Stored data entries ->
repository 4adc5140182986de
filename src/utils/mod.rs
pub mod public_url;
pub mod validation;
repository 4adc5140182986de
pub mod files;
pub mod health;
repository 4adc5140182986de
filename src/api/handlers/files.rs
use crate::AppState;
use crate::api::error::AppError;
use crate::models::{ErrorResponse, ObjectHandle, UploadRequest, UploadResponse};
use crate::utils::validation::{UPLOAD_FIELD, ValidationError};
use axum::{
    Json,
    body::Body,
    extract::{
        Multipart, Path, State,
        multipart::{MultipartError, MultipartRejection},
    },
    http::{HeaderMap, StatusCode, Uri, header},
    response::Response,
};
use utoipa::ToSchema;

/// Multipart form accepted by `POST /upload`
#[derive(ToSchema)]
#[allow(dead_code)]
pub struct UploadForm {
    /// Binary payload; the client file name only contributes its extension
    #[schema(value_type = String, format = Binary)]
    pub image: Vec<u8>,
}

fn multipart_error(e: MultipartError) -> AppError {
    if e.status() == StatusCode::PAYLOAD_TOO_LARGE {
        AppError::BadRequest("Request body exceeds the maximum allowed limit".to_string())
    } else {
        AppError::BadRequest(e.body_text())
    }
}

/// The literal inbound host: the `Host` header, else the URI authority.
///
/// Forwarding headers are not consulted, so clients cannot choose the host
/// that ends up in the returned URL.
fn request_host(headers: &HeaderMap, uri: &Uri) -> Option<String> {
    headers
        .get(header::HOST)
        .and_then(|v| v.to_str().ok())
        .filter(|h| !h.is_empty())
        .map(str::to_string)
        .or_else(|| uri.authority().map(|a| a.as_str().to_string()))
}

#[utoipa::path(
    post,
    path = "/upload",
    request_body(content = UploadForm, content_type = "multipart/form-data"),
    responses(
        (status = 200, description = "Object relayed", body = UploadResponse),
        (status = 400, description = "Missing or oversize payload", body = ErrorResponse),
        (status = 500, description = "Staging or relay failed", body = ErrorResponse)
    ),
    tag = "files"
)]
pub async fn upload_file(
    State(state): State<AppState>,
    headers: HeaderMap,
    uri: Uri,
    multipart: Result<Multipart, MultipartRejection>,
) -> Result<Json<UploadResponse>, AppError> {
    let mut multipart = multipart.map_err(|e| AppError::BadRequest(e.body_text()))?;
    let mut request: Option<UploadRequest> = None;

    while let Some(field) = multipart.next_field().await.map_err(multipart_error)? {
        if request.is_some() || field.name() != Some(UPLOAD_FIELD) {
            continue;
        }

        let file_name = field.file_name().unwrap_or_default().to_string();
        let payload = field.bytes().await.map_err(multipart_error)?;
        request = Some(UploadRequest { payload, file_name });
    }

    let request = request.ok_or(ValidationError::MissingPayload)?;
    let host = request_host(&headers, &uri);

    let url = state.ingress.upload(request, host.as_deref()).await?;

    Ok(Json(UploadResponse { url }))
}

#[utoipa::path(
    get,
    path = "/file/{handle}",
    params(
        ("handle" = String, Path, description = "Object handle returned by /upload")
    ),
    responses(
        (status = 302, description = "Redirect to the signed object URL"),
        (status = 404, description = "Handle does not name an attachment", body = ErrorResponse),
        (status = 502, description = "Platform unavailable", body = ErrorResponse)
    ),
    tag = "files"
)]
pub async fn get_file(
    State(state): State<AppState>,
    Path(handle): Path<String>,
) -> Result<Response, AppError> {
    let handle = ObjectHandle::new(handle);
    let resolved = state.ingress.retrieve(&handle).await?;

    tracing::info!(
        handle = %handle,
        expires_at = ?resolved.expires_at,
        "📎 Redirecting to resolved object"
    );

    Response::builder()
        .status(StatusCode::FOUND)
        .header(header::LOCATION, &resolved.url)
        .body(Body::empty())
        .map_err(|e| AppError::Internal(format!("Invalid redirect target: {}", e)))
}

#[cfg(test)]
mod tests {
    use super::*;
    use axum::http::HeaderValue;

    #[test]
    fn test_request_host_ignores_forwarding_headers() {
        let mut headers = HeaderMap::new();
        headers.insert(header::HOST, HeaderValue::from_static("host"));
        headers.insert("x-forwarded-host", HeaderValue::from_static("evil.example"));
        headers.insert("forwarded", HeaderValue::from_static("host=evil.example"));

        let uri: Uri = "/upload".parse().unwrap();
        assert_eq!(request_host(&headers, &uri).as_deref(), Some("host"));
    }

    #[test]
    fn test_request_host_falls_back_to_uri_authority() {
        let uri: Uri = "http://10.0.0.1:8080/upload".parse().unwrap();
        assert_eq!(
            request_host(&HeaderMap::new(), &uri).as_deref(),
            Some("10.0.0.1:8080")
        );
        assert!(request_host(&HeaderMap::new(), &"/upload".parse().unwrap()).is_none());
    }
}
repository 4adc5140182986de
use thiserror::Error;

/// Maximum accepted payload: 25 MiB, the platform's attachment ceiling.
pub const MAX_UPLOAD_SIZE: usize = 25 * 1024 * 1024;

/// Multipart form field that carries the payload.
pub const UPLOAD_FIELD: &str = "image";

#[derive(Debug, Error, PartialEq, Eq)]
pub enum ValidationError {
    #[error("No 'image' field found in the upload form")]
    MissingPayload,

    #[error("File size {size} bytes exceeds maximum allowed {limit} bytes ({} MB)", .limit / 1024 / 1024)]
    TooLarge { size: usize, limit: usize },
}

/// Validates payload size against the upload ceiling
pub fn validate_payload_size(size: usize, limit: usize) -> Result<(), ValidationError> {
    if size > limit {
        return Err(ValidationError::TooLarge { size, limit });
    }
    Ok(())
}

/// Extension of the final path element, leading dot included.
///
/// Returns `""` when the name has no dot after its last separator.
/// `"archive.tar.gz"` yields `".gz"`, `".bashrc"` yields `".bashrc"`.
pub fn declared_extension(file_name: &str) -> &str {
    for (idx, ch) in file_name.char_indices().rev() {
        match ch {
            '/' | '\\' => return "",
            '.' => return &file_name[idx..],
            _ => {}
        }
    }
    ""
}
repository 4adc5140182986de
//! Discord-backed [`BlobRelay`].
//!
//! A bot account posts each staged file as an attachment to one channel. The
//! message id becomes the object handle; fetching the message again yields a
//! freshly signed CDN URL for the attachment.

use crate::models::{ContainerId, ObjectHandle, ResolvedUrl};
use crate::services::relay::{BlobRelay, RelayError};
use async_trait::async_trait;
use chrono::{DateTime, Utc};
use reqwest::StatusCode;
use reqwest::header::AUTHORIZATION;
use reqwest::multipart::{Form, Part};
use serde::Deserialize;
use std::path::Path;
use std::sync::atomic::{AtomicBool, Ordering};
use std::time::Duration;
use tokio_util::io::ReaderStream;

pub const DISCORD_API_BASE: &str = "https://discord.com/api/v10";
pub const DISCORD_CDN_ORIGIN: &str = "https://cdn.discordapp.com";

const REQUEST_TIMEOUT_SECS: u64 = 120;

#[derive(Debug, Deserialize)]
struct BotUser {
    id: String,
    username: String,
}

#[derive(Debug, Deserialize)]
struct Message {
    id: String,
    #[serde(default)]
    attachments: Vec<Attachment>,
}

#[derive(Debug, Deserialize)]
struct Attachment {
    url: String,
}

/// The process-wide authenticated bot session.
pub struct DiscordRelay {
    http: reqwest::Client,
    api_base: String,
    authorization: String,
    bot_user: BotUser,
    open: AtomicBool,
}

impl std::fmt::Debug for DiscordRelay {
    fn fmt(&self, f: &mut std::fmt::Formatter<'_>) -> std::fmt::Result {
        f.debug_struct("DiscordRelay")
            .field("api_base", &self.api_base)
            .field("bot_user", &self.bot_user.username)
            .field("open", &self.is_open())
            .finish()
    }
}

impl DiscordRelay {
    /// Opens the session by authenticating the bot token.
    ///
    /// A token the platform does not accept is reported as
    /// [`RelayError::Upstream`]; the caller is expected to abort startup.
    pub async fn connect(token: &str, api_base: &str) -> Result<Self, RelayError> {
        let http = reqwest::Client::builder()
            .timeout(Duration::from_secs(REQUEST_TIMEOUT_SECS))
            .user_agent(format!(
                "DiscordBot (https://github.com/missuo/discord-image, {})",
                env!("CARGO_PKG_VERSION")
            ))
            .build()
            .map_err(|e| RelayError::Upstream(format!("Failed to build HTTP client: {}", e)))?;

        let api_base = api_base.trim_end_matches('/').to_string();
        let authorization = format!("Bot {}", token);

        let response = http
            .get(format!("{}/users/@me", api_base))
            .header(AUTHORIZATION, &authorization)
            .send()
            .await
            .map_err(|e| RelayError::Upstream(format!("Failed to reach Discord: {}", e)))?;

        let status = response.status();
        if !status.is_success() {
            let error_text = response
                .text()
                .await
                .unwrap_or_else(|_| "Unknown error".to_string());
            return Err(RelayError::Upstream(format!(
                "Discord authentication failed: {} - {}",
                status, error_text
            )));
        }

        let bot_user: BotUser = response
            .json()
            .await
            .map_err(|e| RelayError::Upstream(format!("Invalid Discord user payload: {}", e)))?;

        tracing::info!(
            bot_id = %bot_user.id,
            bot = %bot_user.username,
            "🤖 Discord session open"
        );

        Ok(Self {
            http,
            api_base,
            authorization,
            bot_user,
            open: AtomicBool::new(true),
        })
    }

    pub fn bot_username(&self) -> &str {
        &self.bot_user.username
    }

    /// Closes the session. Returns `false` if it was already closed.
    pub fn close(&self) -> bool {
        let was_open = self.open.swap(false, Ordering::SeqCst);
        if was_open {
            tracing::info!(bot = %self.bot_user.username, "🔌 Discord session closed");
        }
        was_open
    }

    fn ensure_open(&self) -> Result<(), RelayError> {
        if self.is_open() {
            Ok(())
        } else {
            Err(RelayError::SessionClosed)
        }
    }

    fn messages_url(&self, container: &ContainerId) -> String {
        format!("{}/channels/{}/messages", self.api_base, container)
    }
}

impl Drop for DiscordRelay {
    fn drop(&mut self) {
        if self.open.swap(false, Ordering::SeqCst) {
            tracing::info!(bot = %self.bot_user.username, "🔌 Discord session released");
        }
    }
}

#[async_trait]
impl BlobRelay for DiscordRelay {
    async fn put_object(
        &self,
        container: &ContainerId,
        path: &Path,
        display_name: &str,
    ) -> Result<ObjectHandle, RelayError> {
        self.ensure_open()?;

        let staged_err = |source| RelayError::StagedFile {
            path: path.to_path_buf(),
            source,
        };
        let file = tokio::fs::File::open(path).await.map_err(staged_err)?;
        let length = file.metadata().await.map_err(staged_err)?.len();

        let body = reqwest::Body::wrap_stream(ReaderStream::new(file));
        let part = Part::stream_with_length(body, length).file_name(display_name.to_string());
        let form = Form::new().part("files[0]", part);

        let response = self
            .http
            .post(self.messages_url(container))
            .header(AUTHORIZATION, &self.authorization)
            .multipart(form)
            .send()
            .await
            .map_err(|e| RelayError::Upstream(format!("Failed to send attachment: {}", e)))?;

        let status = response.status();
        if !status.is_success() {
            let error_text = response
                .text()
                .await
                .unwrap_or_else(|_| "Unknown error".to_string());
            return Err(RelayError::Upstream(format!(
                "Discord rejected attachment: {} - {}",
                status, error_text
            )));
        }

        let message: Message = response
            .json()
            .await
            .map_err(|e| RelayError::Upstream(format!("Invalid Discord message payload: {}", e)))?;

        tracing::info!(
            channel = %container,
            handle = %message.id,
            size = length,
            "📤 Relayed attachment"
        );

        Ok(ObjectHandle::new(message.id))
    }

    async fn resolve_object(
        &self,
        container: &ContainerId,
        handle: &ObjectHandle,
    ) -> Result<ResolvedUrl, RelayError> {
        self.ensure_open()?;

        // Handles are spliced into the request path; anything that is not a
        // snowflake cannot name a message.
        if !is_snowflake(handle.as_str()) {
            return Err(RelayError::NotFound(format!("Invalid handle '{}'", handle)));
        }

        let response = self
            .http
            .get(format!("{}/{}", self.messages_url(container), handle))
            .header(AUTHORIZATION, &self.authorization)
            .send()
            .await
            .map_err(|e| RelayError::Upstream(format!("Failed to fetch message: {}", e)))?;

        let status = response.status();
        if status == StatusCode::NOT_FOUND || status == StatusCode::BAD_REQUEST {
            return Err(RelayError::NotFound(format!("Message {} not found", handle)));
        }
        if !status.is_success() {
            let error_text = response
                .text()
                .await
                .unwrap_or_else(|_| "Unknown error".to_string());
            return Err(RelayError::Upstream(format!(
                "Discord message lookup failed: {} - {}",
                status, error_text
            )));
        }

        let message: Message = response
            .json()
            .await
            .map_err(|e| RelayError::Upstream(format!("Invalid Discord message payload: {}", e)))?;

        let attachment = message
            .attachments
            .into_iter()
            .next()
            .ok_or_else(|| RelayError::NotFound("Image not found".to_string()))?;

        Ok(ResolvedUrl {
            expires_at: signed_url_expiry(&attachment.url),
            url: attachment.url,
        })
    }

    fn is_open(&self) -> bool {
        self.open.load(Ordering::SeqCst)
    }
}

fn is_snowflake(id: &str) -> bool {
    !id.is_empty() && id.len() <= 20 && id.bytes().all(|b| b.is_ascii_digit())
}

/// Reads the `ex` query parameter (hex unix seconds) of a signed CDN URL.
pub fn signed_url_expiry(url: &str) -> Option<DateTime<Utc>> {
    let parsed = url::Url::parse(url).ok()?;
    let (_, ex) = parsed.query_pairs().find(|(key, _)| key == "ex")?;
    let secs = i64::from_str_radix(&ex, 16).ok()?;
    DateTime::from_timestamp(secs, 0)
}
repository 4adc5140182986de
pub mod discord;
pub mod ingress;
pub mod relay;
pub mod resolver;
pub mod staging;
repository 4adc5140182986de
use crate::models::ObjectHandle;
use std::net::SocketAddr;

/// `http` for a bare `IP:port` authority, `https` for everything else.
pub fn scheme_for_host(host: &str) -> &'static str {
    if host.parse::<SocketAddr>().is_ok() {
        "http"
    } else {
        "https"
    }
}

/// Public retrieval URL for a relayed object: `{scheme}://{host}/file/{handle}`.
pub fn public_object_url(host: &str, handle: &ObjectHandle) -> String {
    format!("{}://{}/file/{}", scheme_for_host(host), host, handle)
}
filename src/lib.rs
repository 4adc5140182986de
pub mod api;
pub mod config;
pub mod infrastructure;
pub mod models;
pub mod services;
pub mod utils;

use crate::config::RelayConfig;
use crate::services::ingress::IngressService;
use crate::services::relay::BlobRelay;
use crate::utils::validation::MAX_UPLOAD_SIZE;
use axum::{Router, middleware::from_fn, routing::get, routing::post};
use std::sync::Arc;
use tower_http::cors::{Any, CorsLayer};
use tower_http::services::{ServeDir, ServeFile};
use utoipa::OpenApi;
use utoipa_swagger_ui::SwaggerUi;

/// Headroom on top of the payload ceiling for multipart framing.
const MULTIPART_OVERHEAD: usize = 1024 * 1024;

#[derive(OpenApi)]
#[openapi(
    paths(
        api::handlers::files::upload_file,
        api::handlers::files::get_file,
        api::handlers::health::health_check,
    ),
    components(
        schemas(
            api::handlers::files::UploadForm,
            api::handlers::health::HealthResponse,
            models::UploadResponse,
            models::ErrorResponse,
        )
    ),
    tags(
        (name = "files", description = "Upload and retrieval of relayed objects"),
        (name = "system", description = "Service status")
    )
)]
pub struct ApiDoc;

/// Shared by every request handler. The relay session inside is the one
/// opened at startup.
#[derive(Clone)]
pub struct AppState {
    pub relay: Arc<dyn BlobRelay>,
    pub ingress: Arc<IngressService>,
    pub config: RelayConfig,
}

pub fn create_app(state: AppState) -> Router {
    let body_limit = state.config.max_upload_size.max(MAX_UPLOAD_SIZE) + MULTIPART_OVERHEAD;
    let static_dir = state.config.static_dir.clone();

    let mut app = Router::new()
        .merge(SwaggerUi::new("/swagger-ui").url("/api-docs/openapi.json", ApiDoc::openapi()))
        .route("/health", get(api::handlers::health::health_check))
        .route("/upload", post(api::handlers::files::upload_file))
        .route("/file/:handle", get(api::handlers::files::get_file))
        // Path used by earlier releases
        .route("/image/:handle", get(api::handlers::files::get_file));

    if let Some(dir) = static_dir {
        app = app
            .nest_service("/static", ServeDir::new(&dir))
            .route_service("/", ServeFile::new(dir.join("index.html")));
    }

    app.layer(from_fn(api::middleware::metrics::metrics_middleware))
        .layer(from_fn(api::middleware::request_id::request_id_middleware))
        .layer(
            CorsLayer::new()
                .allow_origin(Any)
                .allow_methods(Any)
                .allow_headers(Any),
        )
        .layer(axum::extract::DefaultBodyLimit::max(body_limit))
        .with_state(state)
}
use crate::api::error::AppError;
use crate::models::{ContainerId, ObjectHandle, ResolvedUrl, UploadRequest};
use crate::services::relay::{BlobRelay, RelayError};
use crate::services::resolver::ObjectResolver;
use crate::services::staging::StagingStore;
use crate::utils::public_url::public_object_url;
use crate::utils::validation::validate_payload_size;
use std::sync::Arc;

/// Per-request policy that does not change while the process runs.
#[derive(Debug, Clone)]
pub struct IngressPolicy {
    pub container: ContainerId,
    pub max_upload_size: usize,
    pub auto_delete: bool,
    /// Advertised host for public URLs; the request `Host` is used when unset.
    pub public_host: Option<String>,
    /// Operator domain that replaces the CDN origin on retrieval.
    pub proxy_host: Option<String>,
}

/// Drives uploads (validate, stage, relay, cleanup, respond) and retrievals.
pub struct IngressService {
    staging: StagingStore,
    relay: Arc<dyn BlobRelay>,
    resolver: ObjectResolver,
    policy: IngressPolicy,
}

impl IngressService {
    pub fn new(
        staging: StagingStore,
        relay: Arc<dyn BlobRelay>,
        cdn_origin: impl Into<String>,
        policy: IngressPolicy,
    ) -> Self {
        let resolver = ObjectResolver::new(relay.clone(), cdn_origin);
        Self {
            staging,
            relay,
            resolver,
            policy,
        }
    }

    pub fn policy(&self) -> &IngressPolicy {
        &self.policy
    }

    /// Relays one payload and returns its public URL.
    ///
    /// `request_host` is the inbound `Host`, only consulted when no public
    /// host is configured.
    pub async fn upload(
        &self,
        request: UploadRequest,
        request_host: Option<&str>,
    ) -> Result<String, AppError> {
        // 1. Validate before touching the disk
        validate_payload_size(request.size(), self.policy.max_upload_size)?;

        let host = self
            .policy
            .public_host
            .as_deref()
            .or(request_host)
            .ok_or_else(|| AppError::BadRequest("Missing Host header".to_string()))?
            .to_string();

        // 2. Stage
        let staged = self
            .staging
            .stage(request.payload, &request.file_name)
            .await?;

        // 3. Relay. On failure the staged copy stays behind for inspection.
        let handle = self
            .relay
            .put_object(&self.policy.container, &staged.path, &staged.file_name)
            .await
            .map_err(|e| {
                tracing::error!(
                    path = %staged.path.display(),
                    "Relay failed, keeping staged file: {}",
                    e
                );
                AppError::Internal(e.to_string())
            })?;

        // 4. Cleanup
        if self.policy.auto_delete {
            if let Err(e) = self.staging.remove(&staged.path).await {
                tracing::warn!("{}", e);
            }
        }

        // 5. Respond
        let url = public_object_url(&host, &handle);
        tracing::info!(handle = %handle, size = staged.size, "✅ Upload relayed: {}", url);
        Ok(url)
    }

    /// Resolves a handle to the URL the client should be redirected to.
    pub async fn retrieve(&self, handle: &ObjectHandle) -> Result<ResolvedUrl, AppError> {
        self.resolver
            .resolve(
                &self.policy.container,
                handle,
                self.policy.proxy_host.as_deref(),
            )
            .await
            .map_err(|e| match e {
                RelayError::NotFound(msg) => AppError::NotFound(msg),
                other => AppError::BadGateway(other.to_string()),
            })
    }
}
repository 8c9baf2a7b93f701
pub mod automod;
pub mod commands;
pub mod data;
pub mod handlers;
pub mod logging;
pub mod punishment;
pub mod settings;

pub const BOT_NAME: &str = "warden";
pub const AUTOMOD_TARGET: &str = "warden::automod";
pub const ANALYTICS_TARGET: &str = "warden::analytics";
pub const COMMAND_TARGET: &str = "warden::command";
pub const ERROR_TARGET: &str = "warden::error";
pub const EVENT_TARGET: &str = "warden::handlers";
pub const CONSOLE_TARGET: &str = "warden";

pub use data::{Data, DataInner};
pub type Error = Box<dyn std::error::Error + Send + Sync>;
pub type Context<'a> = poise::Context<'a, Data, Error>;
//! Per-guild configuration cache
//!
//! Sits in front of a [`ConfigStore`]. Entries live for a fixed TTL, are
//! loaded at most once concurrently per guild, can be invalidated at any time
//! and are bounded in number. Capacity only affects how often guilds are
//! reloaded, never what they see.

use crate::automod::{AutomodResult, ConfigStore, GuildAutomodConfig};
use dashmap::DashMap;
use std::sync::Arc;
use std::sync::atomic::{AtomicU64, Ordering};
use tokio::sync::Mutex;
use tokio::sync::mpsc::Receiver;
use tokio::task::JoinHandle;
use tokio::time::{Duration, Instant};
use tracing::{debug, info};

/// How long a loaded config is served before it is reloaded
pub const DEFAULT_TTL: Duration = Duration::from_secs(5 * 60);
/// Maximum number of guilds kept in the cache
pub const DEFAULT_CAPACITY: usize = 1000;

/// Requests delivered to the cache maintenance task
#[derive(Debug, Clone, PartialEq, Eq)]
pub enum CacheRequest {
    /// A guild's config changed; drop the cached copy
    Invalidate { guild_id: u64 },
    /// Drop every cached config
    InvalidateAll,
    /// Stop the maintenance task
    Shutdown,
}

struct CacheEntry {
    value: Arc<GuildAutomodConfig>,
    expires_at: Instant,
    /// Milliseconds since the cache epoch
    last_access: AtomicU64,
}

/// TTL cache of guild configs with single-flight loading
pub struct ConfigCache {
    store: Arc<dyn ConfigStore>,
    entries: DashMap<u64, CacheEntry>,
    /// One lock per guild currently being loaded (or recently loaded)
    loading: DashMap<u64, Arc<Mutex<()>>>,
    ttl: Duration,
    capacity: usize,
    epoch: Instant,
}

impl std::fmt::Debug for ConfigCache {
    fn fmt(&self, f: &mut std::fmt::Formatter<'_>) -> std::fmt::Result {
        f.debug_struct("ConfigCache")
            .field("entries", &self.entries.len())
            .field("ttl", &self.ttl)
            .field("capacity", &self.capacity)
            .finish_non_exhaustive()
    }
}

impl ConfigCache {
    /// Create a cache with the default TTL and capacity
    pub fn new(store: Arc<dyn ConfigStore>) -> Self {
        Self::with_limits(store, DEFAULT_TTL, DEFAULT_CAPACITY)
    }

    /// Create a cache with a custom TTL and capacity
    pub fn with_limits(store: Arc<dyn ConfigStore>, ttl: Duration, capacity: usize) -> Self {
        Self {
            store,
            entries: DashMap::new(),
            loading: DashMap::new(),
            ttl,
            capacity: capacity.max(1),
            epoch: Instant::now(),
        }
    }

    /// Get the config of a guild, loading it if it is missing or expired.
    ///
    /// Concurrent callers for the same guild share a single load.
    ///
    /// # Errors
    /// Returns the store's error if the config could not be loaded. Nothing is
    /// cached in that case, so the next call tries again.
    pub async fn get(&self, guild_id: u64) -> AutomodResult<Arc<GuildAutomodConfig>> {
        if let Some(config) = self.fresh(guild_id) {
            return Ok(config);
        }

        let lock = self
            .loading
            .entry(guild_id)
            .or_insert_with(|| Arc::new(Mutex::new(())))
            .value()
            .clone();
        let _guard = lock.lock().await;

        // Another caller may have finished loading while we waited
        if let Some(config) = self.fresh(guild_id) {
            return Ok(config);
        }

        let config = self.load(guild_id).await?;
        self.insert(guild_id, Arc::clone(&config));
        Ok(config)
    }

    /// Drop the cached config of a guild. The next `get` reloads it.
    pub fn invalidate(&self, guild_id: u64) {
        if self.entries.remove(&guild_id).is_some() {
            debug!(guild_id, "Invalidated cached automod config");
        }
    }

    /// Drop every cached config
    pub fn invalidate_all(&self) {
        self.entries.clear();
        debug!("Invalidated all cached automod configs");
    }

    /// Load the configs of `guild_ids` ahead of their first message
    pub async fn warm(&self, guild_ids: &[u64]) -> usize {
        let mut loaded = 0;
        for &guild_id in guild_ids {
            match self.get(guild_id).await {
                Ok(_) => loaded += 1,
                Err(e) => debug!(guild_id, "Failed to warm automod config: {e}"),
            }
        }
        loaded
    }

    /// Whether a guild has an unexpired cached config
    #[must_use]
    pub fn contains(&self, guild_id: u64) -> bool {
        self.entries
            .get(&guild_id)
            .is_some_and(|entry| entry.expires_at > Instant::now())
    }

    /// Number of cached entries, expired ones included
    #[must_use]
    pub fn len(&self) -> usize {
        self.entries.len()
    }

    #[must_use]
    pub fn is_empty(&self) -> bool {
        self.entries.is_empty()
    }

    /// Remove expired entries and idle load locks. Returns the number of entries removed.
    pub fn reap(&self) -> usize {
        let now = Instant::now();
        let before = self.entries.len();
        self.entries.retain(|_, entry| entry.expires_at > now);
        // Only the map holds an idle lock
        self.loading.retain(|_, lock| Arc::strong_count(lock) > 1);
        before.saturating_sub(self.entries.len())
    }

    /// Apply one maintenance request. Returns `false` on shutdown.
    pub fn handle_request(&self, request: CacheRequest) -> bool {
        match request {
            CacheRequest::Invalidate { guild_id } => self.invalidate(guild_id),
            CacheRequest::InvalidateAll => self.invalidate_all(),
            CacheRequest::Shutdown => return false,
        }
        true
    }

    /// Spawn the maintenance task: serves invalidation requests as they
    /// arrive and reaps expired entries every `interval`. `on_reap` runs after
    /// each periodic pass.
    pub fn start_maintenance<F>(
        self: Arc<Self>,
        mut rx: Receiver<CacheRequest>,
        interval: Duration,
        on_reap: F,
    ) -> JoinHandle<()>
    where
        F: Fn() + Send + 'static,
    {
        tokio::spawn(async move {
            info!("Starting automod cache maintenance with {interval:?} interval");
            let mut ticker = tokio::time::interval(interval);

            loop {
                tokio::select! {
                    request = rx.recv() => {
                        let Some(request) = request else {
                            info!("Invalidation channel closed");
                            break;
                        };
                        if !self.handle_request(request) {
                            info!("Received shutdown request for automod cache maintenance");
                            break;
                        }
                    }
                    _ = ticker.tick() => {
                        let removed = self.reap();
                        if removed > 0 {
                            debug!(removed, "Reaped expired automod configs");
                        }
                        on_reap();
                    }
                }
            }

            info!("Automod cache maintenance shut down");
        })
    }

    fn now_millis(&self) -> u64 {
        u64::try_from(self.epoch.elapsed().as_millis()).unwrap_or(u64::MAX)
    }

    fn fresh(&self, guild_id: u64) -> Option<Arc<GuildAutomodConfig>> {
        let entry = self.entries.get(&guild_id)?;
        if entry.expires_at <= Instant::now() {
            return None;
        }
        entry.last_access.store(self.now_millis(), Ordering::Relaxed);
        Some(Arc::clone(&entry.value))
    }

    async fn load(&self, guild_id: u64) -> AutomodResult<Arc<GuildAutomodConfig>> {
        let mut config = self
            .store
            .load_config(guild_id)
            .await?
            .unwrap_or_else(|| GuildAutomodConfig::disabled(guild_id));
        config.guild_id = guild_id;
        config.compile();

        debug!(
            guild_id,
            enabled = config.enabled,
            rules = ?config.active_rules(),
            "Loaded automod config"
        );
        Ok(Arc::new(config))
    }

    fn insert(&self, guild_id: u64, value: Arc<GuildAutomodConfig>) {
        self.entries.insert(
            guild_id,
            CacheEntry {
                value,
                expires_at: Instant::now() + self.ttl,
                last_access: AtomicU64::new(self.now_millis()),
            },
        );

        while self.entries.len() > self.capacity {
            if !self.evict_least_recent(guild_id) {
                break;
            }
        }
    }

    /// Evict the least recently used entry other than `keep`
    fn evict_least_recent(&self, keep: u64) -> bool {
        let victim = self
            .entries
            .iter()
            .filter(|entry| *entry.key() != keep)
            .min_by_key(|entry| entry.value().last_access.load(Ordering::Relaxed))
            .map(|entry| *entry.key());

        match victim {
            Some(guild_id) => {
                self.entries.remove(&guild_id);
                debug!(guild_id, "Evicted automod config to stay within capacity");
                true
            }
            None => false,
        }
    }
}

WORK REQUIRED -> Copy every line where the word "axum" is present in the entries above.

TASK SOLUTION ->
use axum::{
    use axum::http::HeaderValue;
use axum::{Router, middleware::from_fn, routing::get, routing::post};
        .layer(axum::extract::DefaultBodyLimit::max(body_limit))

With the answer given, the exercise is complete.